As he stood in line to greet the President, Czolgosz was hiding a .32 calibre Iver Johnson revolver beneath a handkerchief. When he reached the front of the line, he slapped away McKinley’s extended hand and shot him twice at point blank range in the stomach. One of the bullets ricocheted off a button and lodged itself in McKinley’s jacket, the other wounded him severely in the lower abdomen. As Czolgosz readied himself to pull the trigger for a third time the man behind him in the queue struck him roughly in the neck and knocked the gun out of his hand. Other members of the crowd surrounded Czolgosz and began punching and kicking him so vigorously that the wounded McKinley felt obliged to step in and ask them to go easy on him. At first McKinley’s doctors thought that the President’s injuries were non-fatal but within a few days he had developed gangrene in the wound and by the 14th September he was dead. A grand jury indicted Czolgosz with first-degree murder on September 16th and he went on trial at the State Courthouse in Buffalo on the 23rd. Czolgosz, who not only refused to co-operate with the prosecution but also with his own defence team, pleaded guilty to the charges against him but was overruled by the Judge who insisted that a not guilty plea be entered to allow the full trial to go ahead. The prosecution case just took two days to deliver, the defence a mere 27 minutes, the time it took Czolgosz’s lawyer to deliver a half-hearted plea for clemency to the jury and judge, claiming that his client was insane. The jury took even less time to deliberate; they were back in the courtroom less than half an hour after being dismissed to consider their verdict. Czolgosz was executed at Mount Auburn penitentiary on October 29th 1901, by being given three shocks of 1800 volts in the electric chair. Before being buried an autopsy revealed that he had had bad teeth and chancroids on his genitals, most likely the result of a sexually transmitted disease. A death mask was taken and his body was buried in the prison cemetery after sulphuric acid had been poured into his coffin to ensure that it decomposed quickly. His clothes and possessions were burnt in the prison incinerator. 
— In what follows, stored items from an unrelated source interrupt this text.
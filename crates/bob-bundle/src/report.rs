//! Per-package progress reporting.

use std::path::PathBuf;
use std::sync::Arc;

/// Outcome of one bundling operation.
#[derive(Debug, Clone, Copy, PartialEq, Eq)]
pub enum ReportKind {
    Executed,
    Failed,
}

/// Reported once per bundled (not excluded) package.
#[derive(Debug, Clone, PartialEq, Eq)]
pub struct BundleReport {
    pub workspace: PathBuf,
    pub message: String,
    pub kind: ReportKind,
}

/// Sink for bundle reports. The run calls this after each package finishes.
pub type ReportSink = Arc<dyn Fn(&BundleReport) + Send + Sync>;
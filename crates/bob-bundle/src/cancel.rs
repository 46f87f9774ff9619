//! Cooperative cancellation for blocking encodes.
//!
//! Encodes poll a [`CancelToken`] between files and between read chunks
//! instead of relying on process-wide signal handlers.

use std::sync::atomic::{AtomicBool, Ordering};
use std::sync::Arc;

use crate::error::{BundleError, BundleResult};

/// Shared cancellation flag.
///
/// Clones share the same flag. A [`child`](Self::child) token reports
/// cancellation when either itself or any ancestor has been cancelled, so a
/// single package can be interrupted without touching its siblings.
#[derive(Debug, Clone, Default)]
pub struct CancelToken {
    flag: Arc<AtomicBool>,
    parent: Option<Box<CancelToken>>,
}

impl CancelToken {
    pub fn new() -> Self {
        Self::default()
    }

    /// Derive a token that is cancelled together with `self`.
    pub fn child(&self) -> Self {
        Self {
            flag: Arc::new(AtomicBool::new(false)),
            parent: Some(Box::new(self.clone())),
        }
    }

    pub fn cancel(&self) {
        self.flag.store(true, Ordering::SeqCst);
    }

    pub fn is_cancelled(&self) -> bool {
        if self.flag.load(Ordering::SeqCst) {
            return true;
        }
        self.parent.as_ref().is_some_and(|p| p.is_cancelled())
    }

    /// Safe point: fail with [`BundleError::Interrupted`] once cancelled.
    pub fn check(&self) -> BundleResult<()> {
        if self.is_cancelled() {
            Err(BundleError::interrupted("cancelled by user"))
        } else {
            Ok(())
        }
    }

    /// Cancel this token when the process receives Ctrl-C.
    ///
    /// Must be called from within a tokio runtime. The returned handle can be
    /// aborted to stop listening.
    pub fn cancel_on_ctrl_c(&self) -> tokio::task::JoinHandle<()> {
        let token = self.clone();
        tokio::spawn(async move {
            match tokio::signal::ctrl_c().await {
                Ok(()) => {
                    tracing::warn!("interrupt received, cancelling bundling");
                    token.cancel();
                }
                Err(e) => tracing::warn!(error = %e, "cannot listen for interrupts"),
            }
        })
    }
}
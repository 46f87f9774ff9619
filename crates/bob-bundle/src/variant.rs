//! Checkout variant identifiers.

use std::fmt;

use crate::error::{BundleError, BundleResult};

/// Binary identifier of a package's checkout variant.
///
/// Always rendered, compared and stored as lowercase hex; the hex form is used
/// both as staging directory name and as manifest key.
#[derive(Debug, Clone, PartialEq, Eq, PartialOrd, Ord, Hash)]
pub struct VariantId(Vec<u8>);

impl VariantId {
    pub fn from_bytes(bytes: impl Into<Vec<u8>>) -> Self {
        Self(bytes.into())
    }

    /// Parse the hex form. Upper case digits are accepted and canonicalized.
    pub fn from_hex(s: &str) -> BundleResult<Self> {
        hex::decode(s)
            .map(Self)
            .map_err(|e| BundleError::config(format!("invalid variant id '{s}': {e}")))
    }

    pub fn as_bytes(&self) -> &[u8] {
        &self.0
    }

    pub fn to_hex(&self) -> String {
        hex::encode(&self.0)
    }
}

impl fmt::Display for VariantId {
    fn fmt(&self, f: &mut fmt::Formatter<'_>) -> fmt::Result {
        f.write_str(&self.to_hex())
    }
}

impl From<&[u8]> for VariantId {
    fn from(bytes: &[u8]) -> Self {
        Self(bytes.to_vec())
    }
}
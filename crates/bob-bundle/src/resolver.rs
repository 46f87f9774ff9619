//! Read side: locating per-package archives in unpacked aggregate bundles.
//!
//! An aggregate `<name>.tar` is unpacked with [`unpack_aggregate`], which
//! yields the path of its manifest (`<dest>/<name>/<name>.yaml`). Per-package
//! archives sit next to the manifest under `<recipe>/<variant-id-hex>/`.

use std::fs::File;
use std::io::BufReader;
use std::path::{Path, PathBuf};

use flate2::read::GzDecoder;

use crate::cancel::CancelToken;
use crate::digest;
use crate::error::{BundleError, BundleResult};
use crate::manifest::Manifest;
use crate::run::ARCHIVE_FILE_NAME;
use crate::variant::VariantId;

/// Where a variant's archive lives and what it must hash to.
#[derive(Debug, Clone, PartialEq, Eq)]
pub struct ResolvedEntry {
    /// Manifest path of the bundle the entry came from.
    pub bundle: PathBuf,
    /// Per-package `bundle.tgz`.
    pub archive: PathBuf,
    /// Expected lowercase hex SHA-256 of `archive`.
    pub digest: String,
}

impl ResolvedEntry {
    /// Recompute the archive digest and compare it with the manifest.
    pub fn verify(&self) -> BundleResult<()> {
        let actual =
            digest::sha256_file(&self.archive).map_err(|e| BundleError::io(&self.archive, e))?;
        if actual != self.digest {
            return Err(BundleError::DigestMismatch {
                path: self.archive.clone(),
                expected: self.digest.clone(),
                actual,
            });
        }
        Ok(())
    }

    /// Verify the archive, then extract it into `workspace`.
    pub fn unpack_into(&self, workspace: &Path, cancel: &CancelToken) -> BundleResult<()> {
        self.verify()?;
        cancel.check()?;

        let file = File::open(&self.archive).map_err(|e| BundleError::io(&self.archive, e))?;
        let mut archive = tar::Archive::new(GzDecoder::new(BufReader::new(file)));
        archive.set_preserve_mtime(false);
        archive
            .unpack(workspace)
            .map_err(|e| BundleError::io(workspace, e))?;

        tracing::debug!(
            archive = %self.archive.display(),
            workspace = %workspace.display(),
            "unpacked bundled workspace"
        );
        Ok(())
    }
}

/// Resolves variant ids against a set of loaded bundles.
#[derive(Debug, Clone, Default)]
pub struct Unbundler {
    bundles: Vec<(PathBuf, Manifest)>,
}

impl Unbundler {
    /// Bundles are searched in the given order.
    pub fn new<I>(bundles: I) -> Self
    where
        I: IntoIterator<Item = (PathBuf, Manifest)>,
    {
        Self {
            bundles: bundles.into_iter().collect(),
        }
    }

    /// Load and append one bundle manifest.
    ///
    /// A malformed manifest fails only this call; bundles added earlier stay
    /// usable.
    pub fn add_bundle(&mut self, manifest_path: impl Into<PathBuf>) -> BundleResult<()> {
        let path = manifest_path.into();
        let manifest = Manifest::load(&path)?;
        self.bundles.push((path, manifest));
        Ok(())
    }

    pub fn len(&self) -> usize {
        self.bundles.len()
    }

    pub fn is_empty(&self) -> bool {
        self.bundles.is_empty()
    }

    /// First entry for `variant` across all bundles, or `None`.
    pub fn get_from_bundle(&self, variant: &VariantId) -> Option<ResolvedEntry> {
        let hex = variant.to_hex();
        self.bundles.iter().find_map(|(bundle, manifest)| {
            let entry = manifest.get(&hex)?;
            let dir = bundle.parent().unwrap_or_else(|| Path::new(""));
            Some(ResolvedEntry {
                bundle: bundle.clone(),
                archive: dir.join(&entry.name).join(&hex).join(ARCHIVE_FILE_NAME),
                digest: entry.digest_sha256.clone(),
            })
        })
    }
}

/// Extract an aggregate bundle into `dest` and return its manifest path.
pub fn unpack_aggregate(bundle: &Path, dest: &Path) -> BundleResult<PathBuf> {
    let name = bundle
        .file_stem()
        .and_then(|s| s.to_str())
        .filter(|s| !s.is_empty())
        .ok_or_else(|| BundleError::config(format!("invalid bundle file {}", bundle.display())))?;

    let file = File::open(bundle).map_err(|e| BundleError::io(bundle, e))?;
    let mut archive = tar::Archive::new(BufReader::new(file));
    archive
        .unpack(dest)
        .map_err(|e| BundleError::io(bundle, e))?;

    let manifest = dest.join(name).join(format!("{name}.yaml"));
    if !manifest.is_file() {
        return Err(BundleError::InvalidManifest {
            path: Some(manifest),
            message: "manifest missing from bundle".into(),
        });
    }
    Ok(manifest)
}
//! Outbound channel: transport-agnostic delivery to the remote caller plus
//! the control plane carrying caller-initiated signals back to the session.

use std::{
    collections::HashSet,
    sync::{
        atomic::{AtomicUsize, Ordering},
        Arc, Mutex, MutexGuard, PoisonError,
    },
};

use async_trait::async_trait;
use strum_macros::Display;
use thiserror::Error;
use tokio::sync::mpsc;

use ledger_watch_domain::{CloseReason, NormalizedEvent};

#[derive(Debug, Clone, Copy, PartialEq, Eq, Hash, Display)]
pub enum ControlSignal {
    Unsubscribe,
    Disconnect,
}

impl From<ControlSignal> for CloseReason {
    fn from(value: ControlSignal) -> Self {
        match value {
            ControlSignal::Unsubscribe => CloseReason::Unsubscribe,
            ControlSignal::Disconnect => CloseReason::Disconnect,
        }
    }
}

pub type ControlCallback = Box<dyn Fn(ControlSignal) + Send + Sync>;

#[derive(Debug, Error, Clone, PartialEq, Eq)]
pub enum ChannelError {
    #[error("channel closed")]
    Closed,
    #[error("a control callback is already registered")]
    AlreadyRegistered,
    #[error("transport failure: {0}")]
    Transport(String),
}

/// Delivery side of a caller connection.
///
/// `send` is ordered and at-most-once per call; implementations may delay it
/// to apply backpressure but never retry internally.
#[async_trait]
pub trait OutboundChannel: Send + Sync {
    async fn send(&self, event: NormalizedEvent) -> Result<(), ChannelError>;

    /// Registers the single control callback for this connection.
    fn on_control_signal(&self, callback: ControlCallback) -> Result<(), ChannelError>;

    /// Idempotently terminates the transport side.
    async fn close(&self);
}

/// Control-plane bookkeeping for channel implementations: one callback, each
/// signal type fired at most once, and signals raised before registration
/// held until a callback arrives.
#[derive(Default)]
pub struct ControlSignals {
    inner: Mutex<ControlState>,
}

#[derive(Default)]
struct ControlState {
    callback: Option<Arc<dyn Fn(ControlSignal) + Send + Sync>>,
    fired: HashSet<ControlSignal>,
    pending: Vec<ControlSignal>,
}

impl ControlSignals {
    pub fn register(&self, callback: ControlCallback) -> Result<(), ChannelError> {
        let callback: Arc<dyn Fn(ControlSignal) + Send + Sync> = Arc::from(callback);
        let pending = {
            let mut state = self.lock();
            if state.callback.is_some() {
                return Err(ChannelError::AlreadyRegistered);
            }
            state.callback = Some(callback.clone());
            std::mem::take(&mut state.pending)
        };
        for signal in pending {
            callback(signal);
        }
        Ok(())
    }

    /// Returns `false` when this signal type already fired on the connection.
    pub fn raise(&self, signal: ControlSignal) -> bool {
        let callback = {
            let mut state = self.lock();
            if !state.fired.insert(signal) {
                return false;
            }
            match state.callback.clone() {
                Some(callback) => callback,
                None => {
                    state.pending.push(signal);
                    return true;
                }
            }
        };
        callback(signal);
        true
    }

    fn lock(&self) -> MutexGuard<'_, ControlState> {
        self.inner.lock().unwrap_or_else(PoisonError::into_inner)
    }
}

/// In-process channel over a bounded queue. The [`RemoteEnd`] plays the
/// caller: it reads events and raises control signals.
pub struct MemoryChannel {
    tx: Mutex<Option<mpsc::Sender<NormalizedEvent>>>,
    signals: Arc<ControlSignals>,
    close_calls: AtomicUsize,
}

impl MemoryChannel {
    pub fn new(capacity: usize) -> (Arc<Self>, RemoteEnd) {
        let (tx, rx) = mpsc::channel(capacity.max(1));
        let signals = Arc::new(ControlSignals::default());
        let channel = Arc::new(Self {
            tx: Mutex::new(Some(tx)),
            signals: signals.clone(),
            close_calls: AtomicUsize::new(0),
        });
        (channel, RemoteEnd { rx, signals })
    }

    /// How many times `close` was invoked, including no-op repeats.
    pub fn close_calls(&self) -> usize {
        self.close_calls.load(Ordering::SeqCst)
    }

    pub fn is_closed(&self) -> bool {
        self.tx
            .lock()
            .unwrap_or_else(PoisonError::into_inner)
            .is_none()
    }
}

#[async_trait]
impl OutboundChannel for MemoryChannel {
    async fn send(&self, event: NormalizedEvent) -> Result<(), ChannelError> {
        let tx = self
            .tx
            .lock()
            .unwrap_or_else(PoisonError::into_inner)
            .clone()
            .ok_or(ChannelError::Closed)?;
        tx.send(event).await.map_err(|_| ChannelError::Closed)
    }

    fn on_control_signal(&self, callback: ControlCallback) -> Result<(), ChannelError> {
        self.signals.register(callback)
    }

    async fn close(&self) {
        self.close_calls.fetch_add(1, Ordering::SeqCst);
        self.tx
            .lock()
            .unwrap_or_else(PoisonError::into_inner)
            .take();
    }
}

/// Caller side of a [`MemoryChannel`].
pub struct RemoteEnd {
    rx: mpsc::Receiver<NormalizedEvent>,
    signals: Arc<ControlSignals>,
}

impl RemoteEnd {
    pub async fn recv(&mut self) -> Option<NormalizedEvent> {
        self.rx.recv().await
    }

    pub fn try_recv(&mut self) -> Option<NormalizedEvent> {
        self.rx.try_recv().ok()
    }

    pub fn unsubscribe(&self) -> bool {
        self.signals.raise(ControlSignal::Unsubscribe)
    }

    /// Drops the connection: further sends fail and the session is told.
    pub fn disconnect(&mut self) -> bool {
        self.rx.close();
        self.signals.raise(ControlSignal::Disconnect)
    }
}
The McKinley monument in the centre of Niagara Square is a 69-foot-high obelisk of marble from Italy and Vermont, standing on a 24-foot-high base, which bears an inscription saying ‘this shaft was erected by the State of New York to honor the memory of William McKinley, twenty-fifth President of the United States of America.’ After a list of his political achievements the inscription carries on, ‘William McKinley died in Buffalo September 14, 1901 victim of a treacherous assassin who shot the President as he was extending to him the hand of courtesy.’  There are four lions surrounding the base, each 12 feet long and weighing 12 tons, they were sculpted by Alexander Phimister Proctor of New York City and based on Sultan, a Barbary lion who, along with a  female named Bedouin Maid, was presented to the Bronx Zoological Park by Nelson Robinson in 1903 (just three years before the zoo put the Congolese pygmy Ota Benga on display in the same cage as an orang-utan). The monument cost $190,000 to build and was dedicated on September 6, 1907, the 6th anniversary of the shooting. Over 100,000 people turned out in a heavy downpour to see the dedication service.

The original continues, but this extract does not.